Case Report | Open Access
Tracheal Penetration and Tracheoesophageal Fistula Caused by an Esophageal Self-Expanding Metallic Stent
Tracheal penetration of esophageal self-expanding metallic stents (SEMS) with/without tracheoesophageal fistula (TEF) formation is a rare occurrence. We report the case of a 66-year-old female patient with advanced esophageal squamous cell carcinoma who had undergone palliative esophageal stenting on three occasions for recurrent esophageal stent obstruction. On evaluation of symptoms of breathing difficulty and aspiration following third esophageal stent placement, tracheal erosion and TEF formation due to the tracheal penetration by esophageal stent were diagnosed. The patient was successfully managed by covered tracheal SEMS placement under flexible bronchoscopy.
Esophageal SEMS placement has evolved into a first line approach for the palliative relief of dysphagia for patients with advanced esophageal cancer . The success rate for esophageal stent placement (performed under fluoroscopic or endoscopic guidance) is high and early complications related to stent placement are uncommon and usually self-limited.
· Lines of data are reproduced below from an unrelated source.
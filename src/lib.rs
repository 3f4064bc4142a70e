// ============================================================================
// RustMemDB Client Driver
// ============================================================================
//
// Async client driver for RustMemDB. The visible core is transaction
// control: mapping isolation level + access mode to the exact
// START TRANSACTION statement the server expects, and driving the
// begin -> commit/rollback protocol over a borrowed connection under a
// cancellation-aware context.
//
// Connection establishment, pooling, and row decoding live in the
// collaborating crates; this one only consumes a "prepare and execute a SQL
// string under a context" capability.
//
// ============================================================================

pub mod connection;
pub mod context;
pub mod core;
pub mod transaction;

// Re-export main types for convenience
pub use crate::core::{DriverError, Result, Value};
pub use connection::{Connection, ConnectionConfig, ExecResult, PreparedStatement};
pub use context::{CancellationToken, Context};
pub use transaction::{
    AccessMode, IsolationLevel, Transaction, TransactionOptions, TransactionState,
};
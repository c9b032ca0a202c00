//! Pipeline Orchestrator.
//!
//! One invocation: instruction -> query -> Fetch -> Assess -> Map-Load ->
//! summary. The stages run strictly in that order, each awaiting the
//! previous. Fetch failing entirely aborts the run; the assess stage
//! always works the whole backlog, so a fetch that stored nothing new
//! still drains events left over from earlier runs.

use chrono::{NaiveDate, Utc};
use tracing::{info, warn};

use chainwatch_common::{ChainwatchError, MapEntry};

use crate::assess::assess_backlog;
use crate::fetch::fetch_events;
use crate::map_loader::load_map_entries;
use crate::params::extract_query;
use crate::run_log::{EventKind, RunLog};
use crate::stats::RunSummary;
use crate::traits::{EventStore, NewsSource, RiskScorer};

/// What one run returns to the invocation surface.
#[derive(Debug)]
pub struct PipelineOutcome {
    pub summary: RunSummary,
    pub entries: Vec<MapEntry>,
}

pub struct Pipeline {
    source: Box<dyn NewsSource>,
    scorer: Box<dyn RiskScorer>,
    store: Box<dyn EventStore>,
    save_run_log: bool,
}

impl Pipeline {
    pub fn new(
        source: Box<dyn NewsSource>,
        scorer: Box<dyn RiskScorer>,
        store: Box<dyn EventStore>,
    ) -> Self {
        Self {
            source,
            scorer,
            store,
            save_run_log: false,
        }
    }

    /// Persist a JSON run log under `{DATA_DIR}/pipeline-runs/`.
    pub fn with_run_log(mut self) -> Self {
        self.save_run_log = true;
        self
    }

    /// Run the pipeline for one instruction, anchored at the current date.
    pub async fn run(&self, instruction: &str) -> Result<PipelineOutcome, ChainwatchError> {
        self.run_at(instruction, Utc::now().date_naive()).await
    }

    /// Run with an explicit `today`, so extraction is deterministic.
    pub async fn run_at(
        &self,
        instruction: &str,
        today: NaiveDate,
    ) -> Result<PipelineOutcome, ChainwatchError> {
        let mut log = RunLog::new(instruction);
        info!(run_id = log.run_id.as_str(), instruction, "Pipeline run starting");

        let query = extract_query(instruction, today);
        info!(
            topic = query.topic.as_str(),
            count = query.count,
            from = %query.from_date,
            to = %query.to_date,
            "Query extracted"
        );
        log.log(EventKind::QueryExtracted {
            topic: query.topic.clone(),
            count: query.count,
            from_date: query.from_date,
            to_date: query.to_date,
        });

        // Stage 1: fetch. A provider failure here means there is nothing
        // new to assess and the run surfaces the failure.
        let fetch = match fetch_events(
            self.source.as_ref(),
            self.store.as_ref(),
            &query,
            &mut log,
        )
        .await
        {
            Ok(outcome) => outcome,
            Err(e) => {
                self.maybe_save(&log, &RunSummary::default());
                return Err(e);
            }
        };

        // Stage 2: assess the backlog, not just this batch.
        let assess = assess_backlog(self.scorer.as_ref(), self.store.as_ref(), &mut log).await?;

        // Stage 3: map load.
        let entries = load_map_entries(self.store.as_ref()).await?;
        log.log(EventKind::MapLoaded {
            entries: entries.len() as u32,
        });

        let summary = RunSummary {
            fetched: fetch.fetched,
            stored: fetch.stored,
            deduplicated: fetch.deduplicated,
            skipped_invalid: fetch.skipped_invalid,
            assessed: assess.assessed,
            skipped_on_error: assess.skipped_on_error,
            mappable: entries.len() as u32,
            errors: assess.errors,
        };

        self.maybe_save(&log, &summary);

        Ok(PipelineOutcome { summary, entries })
    }

    fn maybe_save(&self, log: &RunLog, summary: &RunSummary) {
        if self.save_run_log {
            if let Err(e) = log.save(summary) {
                warn!(error = %e, "Failed to save run log");
            }
        }
    }
}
Indications for esophageal SEMS (covered or uncovered stents) placement have gradually evolved and include malignant esophageal obstructions, malignant esophageal perforations, and esophageal airway fistulas. Often esophageal SEMS are placed for intractable benign esophageal strictures responding poorly to balloon dilatation . Recurrent tumor in-growth following esophageal SEMS placement has been described leading to reemergent dysphagia and the same is usually managed with “stent in stent (coaxial stent placement)” procedures.
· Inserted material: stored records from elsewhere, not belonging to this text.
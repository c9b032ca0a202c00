use serde::{Deserialize, Serialize};

// =============================================================================
// Messages
// =============================================================================

#[derive(Debug, Clone, Copy, PartialEq, Eq, Serialize, Deserialize)]
#[serde(rename_all = "lowercase")]
pub(crate) enum Role {
    User,
    Assistant,
}

#[derive(Debug, Clone, Serialize, Deserialize)]
pub(crate) struct WireMessage {
    pub role: Role,
    pub content: String,
}

impl WireMessage {
    pub fn user(content: impl Into<String>) -> Self {
        Self {
            role: Role::User,
            content: content.into(),
        }
    }
}

#[derive(Debug, Clone, Serialize, Deserialize)]
#[serde(tag = "type")]
pub(crate) enum ContentBlock {
    #[serde(rename = "text")]
    Text { text: String },
    #[serde(rename = "tool_use")]
    ToolUse {
        id: String,
        name: String,
        input: serde_json::Value,
    },
}

// =============================================================================
// Tool Definition
// =============================================================================

#[derive(Debug, Clone, Serialize)]
pub(crate) struct ToolDefinitionWire {
    pub name: String,
    pub description: String,
    pub input_schema: serde_json::Value,
}

// =============================================================================
// Chat Request
// =============================================================================

#[derive(Debug, Clone, Serialize)]
pub(crate) struct ChatRequest {
    pub model: String,
    pub max_tokens: u32,
    pub messages: Vec<WireMessage>,
    #[serde(skip_serializing_if = "Option::is_none")]
    pub system: Option<String>,
    #[serde(skip_serializing_if = "Option::is_none")]
    pub temperature: Option<f32>,
    #[serde(skip_serializing_if = "Option::is_none")]
    pub tools: Option<Vec<ToolDefinitionWire>>,
    #[serde(skip_serializing_if = "Option::is_none")]
    pub tool_choice: Option<serde_json::Value>,
}

impl ChatRequest {
    pub fn new(model: impl Into<String>) -> Self {
        Self {
            model: model.into(),
            max_tokens: 4096,
            messages: Vec::new(),
            system: None,
            temperature: None,
            tools: None,
            tool_choice: None,
        }
    }

    pub fn system(mut self, system: impl Into<String>) -> Self {
        self.system = Some(system.into());
        self
    }

    pub fn message(mut self, message: WireMessage) -> Self {
        self.messages.push(message);
        self
    }

    pub fn temperature(mut self, temperature: f32) -> Self {
        self.temperature = Some(temperature);
        self
    }

    pub fn tool(mut self, tool: ToolDefinitionWire) -> Self {
        self.tools.get_or_insert_with(Vec::new).push(tool);
        self
    }
}

// =============================================================================
// Chat Response
// =============================================================================

#[derive(Debug, Clone, Deserialize)]
pub(crate) struct ChatResponse {
    pub content: Vec<ContentBlock>,
    #[serde(default)]
    #[allow(dead_code)]
    pub stop_reason: Option<String>,
}

impl ChatResponse {
    pub fn text(&self) -> Option<String> {
        self.content
            .iter()
            .filter_map(|block| match block {
                ContentBlock::Text { text } => Some(text.clone()),
                _ => None,
            })
            .next()
    }
}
Despite the widespread use of esophageal SEMS placement for the numerous previously described indications, delayed prolapse and erosion of esophageal SEMS into the tracheobronchial tree are rarely reported [1, 3–6]. However, this uncommon complication can often present as a potentially life threatening emergency. We describe a patient with recurrent tumorous esophageal SEMS obstruction who developed this complication following third esophageal SEMS placement.
2. Case Report
A 66-year-old female presented with history of persistent cough and shortness of breath of 2-week duration. Cough used to worsen immediately on intake of liquids/solids and, for the same reason, patient complained of marked reduction in oral intake. There was no history of hemoptysis, wheezing, hoarseness of voice, or chest pain.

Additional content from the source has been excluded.